I incorporated RcppDeepState into packages that can be accessed on both CRAN and GitHub. This enables the identification and reporting of memory-related problems within these packages. Through GitHub Actions’ continuous integration system, developers can effortlessly assess their R packages for memory-related issues, eliminating the need to manually configure fuzzers and other memory detection utilities.

This is a list of the packages that RcppDeepState-action automatically checks:

Coursework

A Comparative Study of Genetic-Based Approaches for Enhanced Hourly Temperature Predictions

A comparative study of two genetic-based approaches for enhancing hourly temperature predictions. The first approach employs a LSTM optimized through Genetic Algorithms for hyperparameter tuning. The second approach utilizes Genetic Programming to create an interpretable model. The study showcases the strengths and weaknesses of both approaches, with the LSTM model outperforming the Genetic Programming model in terms of Mean Absolute Error, while the Genetic Programming model provides an interpretable model, which might be preferred in scenarios where efficiency is important.

CLIP Region Proposal Network

A deep learning framework, ClipRPN, to tackle visual grounding, a challenge linking language and perception by grounding linguistic symbols in visuals. Built upon the CLIP model from OpenAI, the solution converts images and textual descriptions into feature maps and embeddings, which are then fused and processed by a Region Proposal Network to predict bounding boxes in images based on the textual information. Implemented and evaluated the model using the RefCOCOg dataset, showcasing the model’s ability to generate accurate bounding boxes around referred objects in images with an overall intersection over union(IOU) of 41.19%.

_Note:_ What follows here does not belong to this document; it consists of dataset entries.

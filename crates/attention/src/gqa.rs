//! Grouped-query self-attention over cached history.
//!
//! One forward call advances a single chunk of positions: project the
//! incoming hidden states, rotate queries and keys (each from its own
//! unrotated projection), append the rotated keys and raw values to the
//! layer cache, then score the queries against every cached position.
//! Key/value heads are shared across query-head groups; [`repeat_kv`]
//! replicates them up to the query head count before the batched matmuls.

use candle_core::{DType, Device, Tensor};
use candle_nn::ops::softmax_last_dim;

use embedding::positional::rope::{apply_rotation, RotarySlice};
use layers::{
    dtypes::PrecisionPolicy,
    linear::{Linear, LinearConfig, LinearInit},
};

use crate::cache::LayerKvCache;
use crate::errors::AttentionError;

/// Geometry for one grouped-query attention layer.
#[derive(Debug, Clone)]
pub struct AttentionConfig {
    /// Model hidden size.
    pub hidden_dim: usize,
    /// Query head count.
    pub n_heads: usize,
    /// Key/value head count; divides `n_heads`.
    pub n_kv_heads: usize,
    /// Per-head feature dimensionality.
    pub head_dim: usize,
    /// Storage dtype of the projections.
    pub dtype: DType,
    /// Device hosting the parameters.
    pub device: Device,
}

impl AttentionConfig {
    /// Checks the head geometry is internally consistent.
    pub fn validate(&self) -> Result<(), AttentionError> {
        if self.n_heads == 0 || self.n_kv_heads == 0 {
            return Err(AttentionError::invalid_shape(
                "attention head counts must be non-zero".to_string(),
            ));
        }
        if self.hidden_dim != self.n_heads * self.head_dim {
            return Err(AttentionError::invalid_shape(format!(
                "hidden_dim {} must equal n_heads {} * head_dim {}",
                self.hidden_dim, self.n_heads, self.head_dim
            )));
        }
        if self.n_heads % self.n_kv_heads != 0 {
            return Err(AttentionError::invalid_shape(format!(
                "n_heads {} must be a multiple of n_kv_heads {}",
                self.n_heads, self.n_kv_heads
            )));
        }
        Ok(())
    }

    /// How many query heads share each key/value head.
    pub fn n_rep(&self) -> usize {
        self.n_heads / self.n_kv_heads
    }
}

/// One attention layer: four projections plus the cached scoring step.
#[derive(Debug, Clone)]
pub struct GroupedQueryAttention {
    config: AttentionConfig,
    wq: Linear,
    wk: Linear,
    wv: Linear,
    wo: Linear,
}

impl GroupedQueryAttention {
    /// Builds the layer with freshly sampled projection weights.
    pub fn new(config: AttentionConfig) -> Result<Self, AttentionError> {
        config.validate()?;
        let init = LinearInit::XavierUniform;
        let q_dim = config.n_heads * config.head_dim;
        let kv_dim = config.n_kv_heads * config.head_dim;
        let wq = Linear::with_init(
            LinearConfig::new(config.hidden_dim, q_dim),
            &init,
            &config.device,
            config.dtype,
        )?;
        let wk = Linear::with_init(
            LinearConfig::new(config.hidden_dim, kv_dim),
            &init,
            &config.device,
            config.dtype,
        )?;
        let wv = Linear::with_init(
            LinearConfig::new(config.hidden_dim, kv_dim),
            &init,
            &config.device,
            config.dtype,
        )?;
        let wo = Linear::with_init(
            LinearConfig::new(q_dim, config.hidden_dim),
            &init,
            &config.device,
            config.dtype,
        )?;
        Ok(Self {
            config,
            wq,
            wk,
            wv,
            wo,
        })
    }

    /// Assembles the layer from existing projections, checking their shapes
    /// against the configured geometry.
    pub fn from_projections(
        config: AttentionConfig,
        wq: Linear,
        wk: Linear,
        wv: Linear,
        wo: Linear,
    ) -> Result<Self, AttentionError> {
        config.validate()?;
        let q_dim = config.n_heads * config.head_dim;
        let kv_dim = config.n_kv_heads * config.head_dim;
        let expectations = [
            ("wq", &wq, config.hidden_dim, q_dim),
            ("wk", &wk, config.hidden_dim, kv_dim),
            ("wv", &wv, config.hidden_dim, kv_dim),
            ("wo", &wo, q_dim, config.hidden_dim),
        ];
        for (name, proj, input_dim, output_dim) in expectations {
            let actual = proj.config();
            if actual.input_dim != input_dim || actual.output_dim != output_dim {
                return Err(AttentionError::invalid_shape(format!(
                    "{} projection {}x{}, expected {}x{}",
                    name, actual.output_dim, actual.input_dim, output_dim, input_dim
                )));
            }
        }
        Ok(Self {
            config,
            wq,
            wk,
            wv,
            wo,
        })
    }

    /// Layer geometry.
    pub fn config(&self) -> &AttentionConfig {
        &self.config
    }

    /// Advances positions `[start_pos, start_pos + seq)` for `hidden` shaped
    /// `(batch, seq, hidden_dim)`, appending to `cache` and attending over
    /// everything cached so far. Returns `(batch, seq, hidden_dim)`.
    pub fn forward(
        &self,
        hidden: &Tensor,
        start_pos: usize,
        rotary: &RotarySlice,
        cache: &mut LayerKvCache,
        policy: &PrecisionPolicy,
    ) -> Result<Tensor, AttentionError> {
        let (batch, seq_len, width) = hidden.dims3()?;
        if width != self.config.hidden_dim {
            return Err(AttentionError::invalid_shape(format!(
                "attention input width {} against hidden_dim {}",
                width, self.config.hidden_dim
            )));
        }
        if !matches!(hidden.dtype(), DType::F32 | DType::F16 | DType::BF16) {
            return Err(AttentionError::UnsupportedDType {
                requested: format!("{:?}", hidden.dtype()),
            });
        }
        if rotary.len() != seq_len {
            return Err(AttentionError::invalid_shape(format!(
                "rotary slice covers {} positions but the input carries {}",
                rotary.len(),
                seq_len
            )));
        }
        let layout = cache.layout();
        if layout.kv_heads != self.config.n_kv_heads || layout.head_dim != self.config.head_dim {
            return Err(AttentionError::cache_mismatch(format!(
                "cache holds {} heads of dim {}, layer needs {} heads of dim {}",
                layout.kv_heads, layout.head_dim, self.config.n_kv_heads, self.config.head_dim
            )));
        }
        if batch > layout.max_batch {
            return Err(AttentionError::invalid_shape(format!(
                "batch {} exceeds cache rows {}",
                batch, layout.max_batch
            )));
        }

        let q = self.wq.forward(hidden, policy)?;
        let k = self.wk.forward(hidden, policy)?;
        let v = self.wv.forward(hidden, policy)?;

        let q = q.reshape((batch, seq_len, self.config.n_heads, self.config.head_dim))?;
        let k = k.reshape((batch, seq_len, self.config.n_kv_heads, self.config.head_dim))?;
        let v = v.reshape((batch, seq_len, self.config.n_kv_heads, self.config.head_dim))?;

        let q = apply_rotation(&q, rotary)?;
        let k = apply_rotation(&k, rotary)?;

        cache.write(&k, &v, start_pos)?;
        let history = start_pos + seq_len;
        let (keys, values) = cache.view(batch, history)?;

        let keys = repeat_kv(keys, self.config.n_rep())?;
        let values = repeat_kv(values, self.config.n_rep())?;

        let q = policy.cast_for_matmul(&q.transpose(1, 2)?.contiguous()?)?;
        let keys = policy.cast_for_matmul(&keys.transpose(1, 2)?.contiguous()?)?;
        let values = policy.cast_for_matmul(&values.transpose(1, 2)?.contiguous()?)?;

        let scale = (self.config.head_dim as f64).sqrt();
        let scores = (q.matmul(&keys.transpose(2, 3)?.contiguous()?)? / scale)?;
        let probs = softmax_full_precision(&scores)?;
        let context = probs.matmul(&values)?;

        let context = context.transpose(1, 2)?.contiguous()?.reshape((
            batch,
            seq_len,
            self.config.n_heads * self.config.head_dim,
        ))?;
        let context = policy.cast_to_storage(&context)?;
        Ok(self.wo.forward(&context, policy)?)
    }
}

/// Duplicates each key/value head `n_rep` times along the head axis of a
/// `(batch, seq, kv_heads, head_dim)` tensor, keeping every source head
/// adjacent to its replicas, so query head `h` reads key/value head
/// `h / n_rep`.
pub fn repeat_kv(tensor: Tensor, n_rep: usize) -> Result<Tensor, AttentionError> {
    if n_rep == 1 {
        return Ok(tensor);
    }
    let (batch, seq_len, kv_heads, head_dim) = tensor.dims4()?;
    let expanded = tensor
        .unsqueeze(3)?
        .expand((batch, seq_len, kv_heads, n_rep, head_dim))?
        .reshape((batch, seq_len, kv_heads * n_rep, head_dim))?;
    Ok(expanded)
}

fn softmax_full_precision(scores: &Tensor) -> Result<Tensor, AttentionError> {
    let dtype = scores.dtype();
    let probs = softmax_last_dim(&scores.to_dtype(DType::F32)?)?;
    if dtype == DType::F32 {
        Ok(probs)
    } else {
        Ok(probs.to_dtype(dtype)?)
    }
}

Hybrid recommendation system

Designed a cutting-edge query recommendation system focused on revolutionizing query recommendations within a Database Management System. Leveraged a unique combination of Collaborative Filtering and Locality Sensitive Hashing (LSH) to optimize recommendation accuracy and time efficiency. Showcased the seamless integration of LSH for improved item similarity searches and introduced a content-based strategy to develop a hybrid recommendation system, resulting in a improvement in query recommendation accuracy.

Distributed Key-Value Store in Akka

Inspired by Amazon Dynamo, this project introduces a DHT-based peer-to-peer key-value storage service implemented using Akka actors. It provides a simple user interface to upload/request data and issue management commands, emphasizing key principles of data partitioning, replication, and dynamic network management.

Standalone Stellar Blockchain

A ready-to-use setup of a standalone Stellar blockchain based on Docker that I implemented as part of my thesis study. Implementation of a Stellar validator node that runs on a fully private blockchain.

LR(0) automata generator

Parsing automa generator written in C++ created as final project for the ”Formal Languages and Compilers” course at University of Trento.